* **Problem statement**
Every line holding "ExponentialBackoff" should be copied from the records below.

* **Data supplied**

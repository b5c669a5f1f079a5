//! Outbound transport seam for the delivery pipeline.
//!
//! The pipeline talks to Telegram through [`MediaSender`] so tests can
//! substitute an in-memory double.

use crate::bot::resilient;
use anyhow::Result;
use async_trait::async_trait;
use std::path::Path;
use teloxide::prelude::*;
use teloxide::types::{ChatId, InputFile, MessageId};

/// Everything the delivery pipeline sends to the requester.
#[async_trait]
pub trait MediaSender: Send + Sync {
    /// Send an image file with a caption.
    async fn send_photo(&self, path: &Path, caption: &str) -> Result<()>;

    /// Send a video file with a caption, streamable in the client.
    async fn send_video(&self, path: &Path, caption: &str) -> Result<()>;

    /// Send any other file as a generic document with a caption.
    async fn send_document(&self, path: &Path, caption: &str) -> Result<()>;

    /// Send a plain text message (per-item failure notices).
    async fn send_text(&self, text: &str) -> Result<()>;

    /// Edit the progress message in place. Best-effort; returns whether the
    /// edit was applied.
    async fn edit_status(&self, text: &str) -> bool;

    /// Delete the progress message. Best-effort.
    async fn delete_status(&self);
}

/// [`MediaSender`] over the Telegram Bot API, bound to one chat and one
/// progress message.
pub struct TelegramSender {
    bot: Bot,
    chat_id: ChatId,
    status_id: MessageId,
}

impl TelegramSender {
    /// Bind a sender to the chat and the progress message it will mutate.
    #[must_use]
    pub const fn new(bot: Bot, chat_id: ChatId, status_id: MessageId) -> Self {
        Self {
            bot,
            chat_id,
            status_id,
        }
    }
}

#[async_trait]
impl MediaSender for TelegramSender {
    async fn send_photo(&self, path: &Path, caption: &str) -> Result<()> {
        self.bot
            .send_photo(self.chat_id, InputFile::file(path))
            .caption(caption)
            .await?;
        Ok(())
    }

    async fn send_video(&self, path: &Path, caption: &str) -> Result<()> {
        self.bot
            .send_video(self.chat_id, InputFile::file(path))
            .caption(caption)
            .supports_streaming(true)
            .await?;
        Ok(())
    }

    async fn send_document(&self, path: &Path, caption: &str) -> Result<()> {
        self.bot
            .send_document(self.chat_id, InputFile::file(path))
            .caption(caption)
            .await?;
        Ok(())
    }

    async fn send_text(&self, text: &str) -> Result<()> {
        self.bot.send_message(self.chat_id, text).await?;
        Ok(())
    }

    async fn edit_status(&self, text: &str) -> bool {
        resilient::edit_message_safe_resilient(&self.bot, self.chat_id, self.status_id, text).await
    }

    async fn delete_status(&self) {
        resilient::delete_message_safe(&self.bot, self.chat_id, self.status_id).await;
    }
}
---
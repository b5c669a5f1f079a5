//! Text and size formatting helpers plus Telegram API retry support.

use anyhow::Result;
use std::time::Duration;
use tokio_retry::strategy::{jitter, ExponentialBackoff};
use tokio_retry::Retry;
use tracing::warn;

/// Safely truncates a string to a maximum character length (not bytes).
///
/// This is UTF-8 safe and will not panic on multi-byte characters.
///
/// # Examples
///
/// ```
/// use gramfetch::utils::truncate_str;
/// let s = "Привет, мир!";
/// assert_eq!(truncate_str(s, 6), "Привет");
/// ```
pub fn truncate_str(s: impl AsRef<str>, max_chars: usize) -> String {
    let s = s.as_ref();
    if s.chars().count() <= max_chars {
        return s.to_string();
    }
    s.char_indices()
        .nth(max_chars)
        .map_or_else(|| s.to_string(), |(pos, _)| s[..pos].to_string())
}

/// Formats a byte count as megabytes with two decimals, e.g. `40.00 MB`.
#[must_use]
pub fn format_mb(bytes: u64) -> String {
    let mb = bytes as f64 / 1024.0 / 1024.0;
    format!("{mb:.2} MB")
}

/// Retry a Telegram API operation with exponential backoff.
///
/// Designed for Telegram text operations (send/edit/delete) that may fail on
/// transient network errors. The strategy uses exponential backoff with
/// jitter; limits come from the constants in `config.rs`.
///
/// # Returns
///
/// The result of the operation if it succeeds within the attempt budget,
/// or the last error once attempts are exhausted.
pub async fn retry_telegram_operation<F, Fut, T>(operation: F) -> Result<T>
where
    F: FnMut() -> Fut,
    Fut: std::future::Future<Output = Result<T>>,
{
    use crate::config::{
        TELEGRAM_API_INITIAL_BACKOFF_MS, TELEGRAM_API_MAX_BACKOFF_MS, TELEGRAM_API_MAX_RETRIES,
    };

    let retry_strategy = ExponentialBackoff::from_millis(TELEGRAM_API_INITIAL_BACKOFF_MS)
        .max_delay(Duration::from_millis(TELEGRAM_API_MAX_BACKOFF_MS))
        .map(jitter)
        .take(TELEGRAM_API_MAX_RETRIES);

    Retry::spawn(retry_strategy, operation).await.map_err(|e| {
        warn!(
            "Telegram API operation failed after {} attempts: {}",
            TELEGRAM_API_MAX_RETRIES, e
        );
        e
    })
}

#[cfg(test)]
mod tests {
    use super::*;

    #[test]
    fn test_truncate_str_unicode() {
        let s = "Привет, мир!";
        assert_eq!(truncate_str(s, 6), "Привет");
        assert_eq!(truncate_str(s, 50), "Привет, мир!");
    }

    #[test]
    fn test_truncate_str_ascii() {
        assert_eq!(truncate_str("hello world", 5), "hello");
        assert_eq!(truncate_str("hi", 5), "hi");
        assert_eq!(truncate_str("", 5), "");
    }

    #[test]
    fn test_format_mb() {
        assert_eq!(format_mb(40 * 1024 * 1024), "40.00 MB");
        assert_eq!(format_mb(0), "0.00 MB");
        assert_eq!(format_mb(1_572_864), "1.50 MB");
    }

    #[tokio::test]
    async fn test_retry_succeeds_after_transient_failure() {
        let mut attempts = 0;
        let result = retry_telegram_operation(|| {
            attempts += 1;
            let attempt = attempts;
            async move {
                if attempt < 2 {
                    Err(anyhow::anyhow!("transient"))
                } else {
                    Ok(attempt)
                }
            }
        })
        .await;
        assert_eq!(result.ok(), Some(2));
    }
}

* **Reply to the task**
use tokio_retry::strategy::{jitter, ExponentialBackoff};
    let retry_strategy = ExponentialBackoff::from_millis(TELEGRAM_API_INITIAL_BACKOFF_MS)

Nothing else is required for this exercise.